Debate Magazine

The Future of Dark Web Marketplaces

Posted on the 12 January 2018 by Darkwebnews @darkwebnews

It's apparent that a significant change is needed if darknet marketplaces are to be taken to the next level of sustainability.

The next exit scam always seems to be around the corner for every marketplace that rises to the top in terms of sales volume.

I'm not a drug user. I hate that guns are bought online and used to incite terror or affect our fellow world citizens in a significant way.

Malware is interesting to me, but only from a blue team or white-hat hacker point of view, in contrast to people who might crypto-lock their grandma's Windows 7 box and provide instructions on how to purchase BTC to unlock it.

Why, then, am I even a fan of these marketplaces? Why do I care or want to defend the dark web or darknet markets in general?

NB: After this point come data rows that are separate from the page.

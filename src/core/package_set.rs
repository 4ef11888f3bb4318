/// The set of package names pulled out of history

use std::collections::BTreeSet;
use std::fmt;

/// Deduplicated package names, kept sorted so output is stable run to run
#[derive(Debug, Clone, Default, PartialEq, Eq)]
pub struct PackageSet {
    names: BTreeSet<String>,
}

impl PackageSet {
    pub fn new() -> Self {
        Self::default()
    }

    pub fn extend_tokens<I>(&mut self, tokens: I)
    where
        I: IntoIterator<Item = String>,
    {
        self.names.extend(tokens);
    }

    /// Drop the "" that naive space splitting leaves behind
    pub fn remove_empty(&mut self) {
        self.names.remove("");
    }

    pub fn contains(&self, name: &str) -> bool {
        self.names.contains(name)
    }

    pub fn len(&self) -> usize {
        self.names.len()
    }

    pub fn is_empty(&self) -> bool {
        self.names.is_empty()
    }

    pub fn iter(&self) -> impl Iterator<Item = &str> {
        self.names.iter().map(String::as_str)
    }
}

impl fmt::Display for PackageSet {
    fn fmt(&self, f: &mut fmt::Formatter<'_>) -> fmt::Result {
        let joined = self.iter().collect::<Vec<_>>().join(" ");
        write!(f, "{}", joined)
    }
}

I support freedom. And I support privacy. My growing concern is with the continued creep towards a dystopian hell. A dystopia the masses are beginning to beg for.

We are so afraid that we are begging for our freedom to be stripped away.

Just because I may not use dark web markets for an ounce of pot or to buy a bunch of creds doesn't mean I don't support the existence of a free marketplace. That's the bigger picture for me.

I believe in more. I believe in revolution. In growth beyond the illicit. In a fair price for a fair product.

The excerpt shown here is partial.